The good news is that debt is very cheap at the moment because interest rates are low.
It has been observed that the world has a savings glut of money looking for attractive investment returns, of which, given increased risk aversion in the post-GFC era, there have not been a lot. So far, AOFM auctions for Australian government bonds have tended to be oversubscribed.
So, while the value of Australian government debt in dollar terms is historically high, the interest bill on that debt as a proportion of the broader economy is not.
The government paid $14 billion in net interest payments on its borrowings last financial year.
But as a per cent of GDP, net interest payments were just 0.7 per cent of GDP, compared to 1.7 per cent in the aftermath of the early 1980s and early 1990s recessions.
With interest rates as low as they can go, however, and debt set to soar, that interest bill will rise.

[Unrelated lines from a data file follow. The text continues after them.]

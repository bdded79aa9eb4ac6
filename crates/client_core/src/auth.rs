use std::fmt;

use chrono::{DateTime, TimeZone, Utc};
use jsonwebtoken::{decode, errors::ErrorKind, DecodingKey, Validation};
use serde::Deserialize;
use thiserror::Error;

/// Bearer credentials for one session.
#[derive(Clone, PartialEq, Eq)]
pub struct Credentials {
    pub access_token: String,
}

impl Credentials {
    pub fn bearer(access_token: impl Into<String>) -> Self {
        Self {
            access_token: access_token.into(),
        }
    }
}

impl fmt::Debug for Credentials {
    fn fmt(&self, f: &mut fmt::Formatter<'_>) -> fmt::Result {
        f.debug_struct("Credentials")
            .field("access_token", &"<redacted>")
            .finish()
    }
}

#[derive(Debug, Error, Clone, PartialEq, Eq)]
pub enum AuthError {
    #[error("access token expired at {expired_at}")]
    Expired { expired_at: DateTime<Utc> },
    #[error("access token is not a readable JWT: {0}")]
    Malformed(String),
}

#[derive(Debug, Deserialize)]
struct ExpiryClaims {
    exp: i64,
}

/// Reads the `exp` claim. The signature is the server's business; the client only
/// needs to know whether presenting the token is pointless.
pub fn token_expiry(token: &str) -> Result<DateTime<Utc>, AuthError> {
    let mut validation = Validation::default();
    validation.insecure_disable_signature_validation();
    validation.validate_exp = false;
    validation.validate_aud = false;
    validation.set_required_spec_claims(&["exp"]);

    let data = decode::<ExpiryClaims>(token, &DecodingKey::from_secret(&[]), &validation)
        .map_err(|err| match err.kind() {
            ErrorKind::MissingRequiredClaim(claim) => {
                AuthError::Malformed(format!("missing {claim} claim"))
            }
            _ => AuthError::Malformed(err.to_string()),
        })?;

    Utc.timestamp_opt(data.claims.exp, 0)
        .single()
        .ok_or_else(|| AuthError::Malformed(format!("exp {} out of range", data.claims.exp)))
}

/// Fails when the token cannot be read or has expired as of `now`.
pub fn ensure_token_fresh(token: &str, now: DateTime<Utc>) -> Result<DateTime<Utc>, AuthError> {
    let expires_at = token_expiry(token)?;
    if expires_at <= now {
        return Err(AuthError::Expired {
            expired_at: expires_at,
        });
    }
    Ok(expires_at)
}

#[cfg(test)]
#[path = "tests/auth_tests.rs"]
mod tests;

How will we pay the money back?
Slowly, over time.
When the virus has run its course, and particularly if the stimulus has been successful in protecting jobs, we can expect spending needs to subside and economic activity to lift, producing more tax revenue.
When we start to run budget surpluses again, we can start to pay down the accumulated debt. This may take a very long time.
But it is not impossible. The mining boom of the 2000s helped the Howard government restore the budget to balance after the 1990s recession.
Will our grandchildren pay the price?
Chris Richardson is keen to dispel the idea that borrowing today will impose an unfair burden on future generations.
With interests rate so low, the interest bill on the additional $213 billion of borrowings will be just $1.6 billion a year.
“That’s not nothing,” says Richardson. “You’d much prefer not to have to pay that much extra in interest every year … Yet these costs are far from scary.”
Were, however, the government to fail to act to counteract this economic crisis, Richardson fears the budget – and nation – could end up in a much worse state, as joblessness soars, revenue plummets and welfare costs soar.
Richardson says Australia must now be on a war footing: “Australia’s economy will grow again on the other side of this war. So, here’s a simple suggestion: let’s just let our debts from this new war simply become a smaller share of our growing economy over time. That’s what we did with the war-time debts of the past. And it’s probably the smart play this time too.”
“There are lots of things to be scared of,” concludes Richardson. “The fight for our health is a long way from being won. But don’t be scared of the debt – its costs aren’t that bad. And chances are that taking on this debt will be a great investment in Australian livelihoods.”
Jessica Irvine is a senior economics writer with The Sydney Morning Herald.